Paylaş
Yeşil, şu ara günün konusu...
Başbakan bir ara tutuyor, ‘‘Yeşil sizlere ömür’’ diyor...
Sonra gene Başbakan Uğur Dündar'la televizyonda yaptığı söyleşide, ‘‘Öldürmeyen Allah öldürmüyor... Yeşil sağmış... Akın Birdal'ın öldürülme emrini Yeşil vermiş...’’ diyor vs.
İşte geçtiğimiz günlerde bu konuyla ilgili bir yazı yazmış, bunca olayına karşın memlekette ipi kuşağına denk, elini kolunu sallayarak dolaşan bu Yeşil'in, ülkenin MİT'i, polisi, jandarmasınca bugüne dek neden yakalanmadığını sormuştum... Ve yazının sonunda da şöyle demiştik:
‘‘Size bir şey söyleyeyim mi?.. Sonunda ben biliyorum ne olacağını...
Bir gün ‘‘Yeşil'i yakalamak bizim işimiz değil, TEMA Vakfı'nın işidir’’ diyecekler... Ve kabak sevgili Hayrettin Karaca'nın başına patlayacak... Yakındır, göreceksiniz...’’

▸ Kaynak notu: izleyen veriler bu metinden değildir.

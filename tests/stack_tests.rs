// Copyright (c) 2025 - Cowboy AI, Inc.
//! Stack lifecycle tests
//!
//! All tests run on a paused clock, so deadlines and backoffs elapse
//! instantly but are still measured exactly.

mod fixtures;

use std::collections::BTreeMap;
use std::time::Duration;

use tokio::time::{sleep, Instant};
use tokio_test::{assert_err, assert_ok};

use fixtures::*;
use stack_topology::compiler::compile;
use stack_topology::config::DeployConfig;
use stack_topology::domain::{Context, TopologyRegistry};
use stack_topology::errors::StackError;
use stack_topology::graph::ResourceGraph;
use stack_topology::stack::{CreateOptions, SimulatedBackend, StackManager};
use stack_topology::state_machine::StackStatus;

fn graph() -> ResourceGraph {
    let mut context = Context::init(&scenario_a()).expect("fixture should build");
    compile(&mut context).expect("fixture should compile")
}

fn fast_config() -> DeployConfig {
    DeployConfig {
        poll_interval: Duration::from_millis(500),
        delete_timeout: Duration::from_secs(30),
        delete_retries: 3,
        retry_backoff: Duration::from_secs(1),
    }
}

fn no_params() -> BTreeMap<String, String> {
    BTreeMap::new()
}

// ============================================================================
// Create
// ============================================================================

#[tokio::test(start_paused = true)]
async fn test_blocking_create_collects_outputs() {
    let backend = SimulatedBackend::new()
        .with_create_statuses(["CREATE_IN_PROGRESS", "CREATE_IN_PROGRESS", "CREATE_COMPLETE"])
        .with_output("s1.demo-mgmt-port", "10.0.1.42");
    let manager = StackManager::with_config(backend, fast_config());

    let stack = manager
        .create("demo", &graph(), &no_params(), CreateOptions::blocking(Duration::from_secs(60)))
        .await
        .unwrap();

    assert_eq!(stack.status(), StackStatus::CreateComplete);
    assert!(stack.id.is_some());
    assert_eq!(stack.outputs["s1.demo-mgmt-port"], "10.0.1.42");
    assert_eq!(stack.outputs["demo-mgmt-subnet-cidr"], "10.0.1.0/24");
    assert_eq!(manager.backend().poll_count(), 3);
    assert_eq!(manager.backend().submit_count(), 1);
}

#[tokio::test(start_paused = true)]
async fn test_create_times_out_at_deadline() {
    let backend = SimulatedBackend::new().with_create_statuses(["CREATE_IN_PROGRESS"]);
    let manager = StackManager::with_config(backend, fast_config());

    let start = Instant::now();
    let err = manager
        .create("demo", &graph(), &no_params(), CreateOptions::blocking(Duration::from_secs(2)))
        .await
        .unwrap_err();
    let elapsed = start.elapsed();

    assert!(err.is_timeout(), "expected timeout, got {}", err);
    assert!(err.to_string().contains("timeout"));
    assert!(elapsed >= Duration::from_secs(2), "gave up early: {:?}", elapsed);
    assert!(elapsed < Duration::from_secs(3), "waited too long: {:?}", elapsed);

    let stack = manager.stack("demo").await.unwrap();
    assert_eq!(stack.status(), StackStatus::Creating);
    assert!(stack.id.is_some());
}

#[tokio::test(start_paused = true)]
async fn test_non_blocking_create_returns_immediately() {
    let backend = SimulatedBackend::new().with_create_statuses(["CREATE_IN_PROGRESS"]);
    let manager = StackManager::with_config(backend, fast_config());

    let start = Instant::now();
    let stack = manager
        .create("demo", &graph(), &no_params(), CreateOptions::non_blocking())
        .await
        .unwrap();

    assert!(stack.outputs.is_empty());
    assert_eq!(stack.status(), StackStatus::Creating);
    assert_eq!(start.elapsed(), Duration::ZERO);
    assert_eq!(manager.backend().poll_count(), 0);
}

#[tokio::test(start_paused = true)]
async fn test_create_failure_carries_reason() {
    let backend = SimulatedBackend::new().with_create_failure("Quota exceeded for instances");
    let manager = StackManager::with_config(backend, fast_config());

    let err = manager
        .create("demo", &graph(), &no_params(), CreateOptions::blocking(Duration::from_secs(60)))
        .await
        .unwrap_err();

    match &err {
        StackError::CreateFailed { stack, reason } => {
            assert_eq!(stack, "demo");
            assert_eq!(reason, "Quota exceeded for instances");
        }
        other => panic!("expected CreateFailed, got {:?}", other),
    }
    assert!(!err.is_timeout());
    assert!(!err.to_string().contains("timeout"));

    let stack = manager.stack("demo").await.unwrap();
    assert_eq!(stack.status(), StackStatus::CreateFailed);
    assert_eq!(stack.status_reason.as_deref(), Some("Quota exceeded for instances"));
}

#[tokio::test(start_paused = true)]
async fn test_unrecognized_status_keeps_polling() {
    let backend =
        SimulatedBackend::new().with_create_statuses(["SNAPSHOT_IN_PROGRESS", "CREATE_COMPLETE"]);
    let manager = StackManager::with_config(backend, fast_config());

    let stack = manager
        .create("demo", &graph(), &no_params(), CreateOptions::blocking(Duration::from_secs(60)))
        .await
        .unwrap();

    assert_eq!(stack.status(), StackStatus::CreateComplete);
    assert_eq!(manager.backend().poll_count(), 2);
}

#[tokio::test(start_paused = true)]
async fn test_interrupt_stops_wait_and_allows_cleanup() {
    let backend = SimulatedBackend::new().with_create_statuses(["CREATE_IN_PROGRESS"]);
    let manager = StackManager::with_config(backend, fast_config());
    let token = manager.cancellation_token();
    let graph = graph();
    let params = no_params();

    let start = Instant::now();
    let (result, _) = tokio::join!(
        manager.create("demo", &graph, &params, CreateOptions::blocking(Duration::from_secs(600))),
        async {
            sleep(Duration::from_secs(5)).await;
            token.cancel();
        }
    );

    let err = result.unwrap_err();
    assert!(err.is_interrupted(), "expected interrupt, got {}", err);
    assert!(!err.is_timeout());
    assert!(start.elapsed() < Duration::from_secs(6));
    assert_eq!(manager.tracked().await, vec!["demo".to_string()]);

    manager.delete_all().await.unwrap();
    assert!(manager.tracked().await.is_empty());
    assert_eq!(
        manager.stack("demo").await.unwrap().status(),
        StackStatus::DeleteComplete
    );
}

#[tokio::test(start_paused = true)]
async fn test_cancelled_manager_does_not_submit() {
    let manager = StackManager::with_config(SimulatedBackend::new(), fast_config());
    manager.cancel();

    let err = manager
        .create("demo", &graph(), &no_params(), CreateOptions::non_blocking())
        .await
        .unwrap_err();

    assert!(err.is_interrupted(), "expected interrupt, got {}", err);
    assert_eq!(manager.backend().submit_count(), 0);
    let stack = manager.stack("demo").await.unwrap();
    assert_eq!(stack.status(), StackStatus::NotCreated);
    assert!(stack.id.is_none());

    assert_ok!(manager.delete_all().await);
    assert_eq!(manager.backend().delete_count(), 0);
}

#[tokio::test(start_paused = true)]
async fn test_live_stack_name_cannot_be_reused() {
    let manager = StackManager::with_config(SimulatedBackend::new(), fast_config());
    let graph = graph();
    let options = CreateOptions::blocking(Duration::from_secs(60));

    manager.create("demo", &graph, &no_params(), options).await.unwrap();
    assert!(matches!(
        manager.create("demo", &graph, &no_params(), options).await,
        Err(StackError::AlreadyExists(name)) if name == "demo"
    ));

    manager.delete("demo", true, 1).await.unwrap();
    manager.create("demo", &graph, &no_params(), options).await.unwrap();
    assert_eq!(manager.backend().submit_count(), 2);
}

// ============================================================================
// Delete
// ============================================================================

#[tokio::test(start_paused = true)]
async fn test_delete_without_backend_id_is_noop() {
    let manager = StackManager::with_config(SimulatedBackend::new(), fast_config());

    assert_ok!(manager.delete("never-created", true, 3).await);

    assert_eq!(manager.backend().delete_count(), 0);
}

#[tokio::test(start_paused = true)]
async fn test_delete_retries_until_success() {
    let backend = SimulatedBackend::new().fail_deletes(2);
    let manager = StackManager::with_config(backend, fast_config());
    manager
        .create("demo", &graph(), &no_params(), CreateOptions::blocking(Duration::from_secs(60)))
        .await
        .unwrap();

    let start = Instant::now();
    assert_ok!(manager.delete("demo", true, 3).await);

    assert_eq!(manager.backend().delete_count(), 3);
    assert!(start.elapsed() >= Duration::from_secs(2));
    assert_eq!(
        manager.stack("demo").await.unwrap().status(),
        StackStatus::DeleteComplete
    );

    // already gone
    manager.delete("demo", true, 3).await.unwrap();
    assert_eq!(manager.backend().delete_count(), 3);
}

#[tokio::test(start_paused = true)]
async fn test_delete_gives_up_after_retries() {
    let backend = SimulatedBackend::new().with_delete_statuses(["DELETE_IN_PROGRESS", "DELETE_FAILED"]);
    let manager = StackManager::with_config(backend, fast_config());
    manager
        .create("demo", &graph(), &no_params(), CreateOptions::blocking(Duration::from_secs(60)))
        .await
        .unwrap();

    let err = assert_err!(manager.delete("demo", true, 3).await);

    assert!(matches!(err, StackError::DeleteFailed { .. }));
    assert_eq!(manager.backend().delete_count(), 3);
    let stack = manager.stack("demo").await.unwrap();
    assert_eq!(stack.status(), StackStatus::DeleteFailed);
    assert!(manager.tracked().await.contains(&"demo".to_string()));
}

#[tokio::test(start_paused = true)]
async fn test_non_blocking_delete_leaves_stack_deleting() {
    let backend = SimulatedBackend::new().with_delete_statuses(["DELETE_IN_PROGRESS"]);
    let manager = StackManager::with_config(backend, fast_config());
    manager
        .create("demo", &graph(), &no_params(), CreateOptions::blocking(Duration::from_secs(60)))
        .await
        .unwrap();

    manager.delete("demo", false, 1).await.unwrap();

    assert_eq!(
        manager.stack("demo").await.unwrap().status(),
        StackStatus::Deleting
    );
}

#[tokio::test(start_paused = true)]
async fn test_delete_all_removes_every_stack() {
    let manager = StackManager::with_config(SimulatedBackend::new(), fast_config());
    let graph = graph();
    for name in ["one", "two"] {
        manager
            .create(name, &graph, &no_params(), CreateOptions::blocking(Duration::from_secs(60)))
            .await
            .unwrap();
    }
    assert_eq!(manager.tracked().await, vec!["one".to_string(), "two".to_string()]);

    assert_ok!(manager.delete_all().await);

    assert!(manager.tracked().await.is_empty());
    assert_eq!(manager.backend().delete_count(), 2);
}

// ============================================================================
// Context deployment
// ============================================================================

#[tokio::test(start_paused = true)]
async fn test_context_deploy_populates_addresses() {
    let backend = SimulatedBackend::new().with_output("gateway.full-fip", "203.0.113.10");
    let manager = StackManager::with_config(backend, fast_config());
    let mut registry = TopologyRegistry::new();
    registry.build_context(&full_context()).unwrap();

    let context = registry.context_mut("full").unwrap();
    context.deploy(&manager).await.unwrap();
    assert_eq!(
        context.stack().unwrap().status(),
        StackStatus::CreateComplete
    );

    let info = registry.server_info("gateway.full").unwrap();
    assert_eq!(info.user, "cloud");
    assert_eq!(info.keypair_name, "full-key");
    assert_eq!(info.public_ip.as_deref(), Some("203.0.113.10"));
    assert!(info.private_ip.unwrap().starts_with("10.0.1."));

    let worker = registry.server_info("worker.full").unwrap();
    assert!(worker.public_ip.is_none());
    assert_eq!(
        worker.interfaces["data"].subnet_cidr.as_deref(),
        Some("10.0.2.0/24")
    );
    assert!(worker.interfaces["data"].mac_address.is_some());

    let context = registry.context_mut("full").unwrap();
    context.undeploy(&manager).await.unwrap();
    assert!(context.stack().is_none());
    assert_eq!(
        manager.stack("full").await.unwrap().status(),
        StackStatus::DeleteComplete
    );
}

Geçen gün beni TEMA Vakfı Başkanı sevgili Hayrettin Karaca aradı... ‘‘Tekin Bey, bana bir görev vermişsiniz... Ben kendimi ülkeye adamış bir kişiyim... Bu iş bana düşüyorsa, n'apalım 'Yeşil'i de yakalarım’’ dedi.
TELEVOLE'LERE KIYMAYIN
Galatasaray'ın ligin ikinci yarısındaki maçlarını Diyarbakır'da oynama önerisinin yankıları büyük oldu... Olay neredeyse günün konusu haline geldi... Galatasaray Başkanı Faruk Süren şayet bu konu gerçekleşirse, ikinci yarı boyunca Galatasaraylı futbolcuların da sürekli Diyarbakır'da kalacaklarını söyledi...
Bu arada devreye Siirt Valisi girdi ve o da Fenerbahçe'nin bazı maçlarını Siirt'te oynaması konusunda bir girişimde bulundu...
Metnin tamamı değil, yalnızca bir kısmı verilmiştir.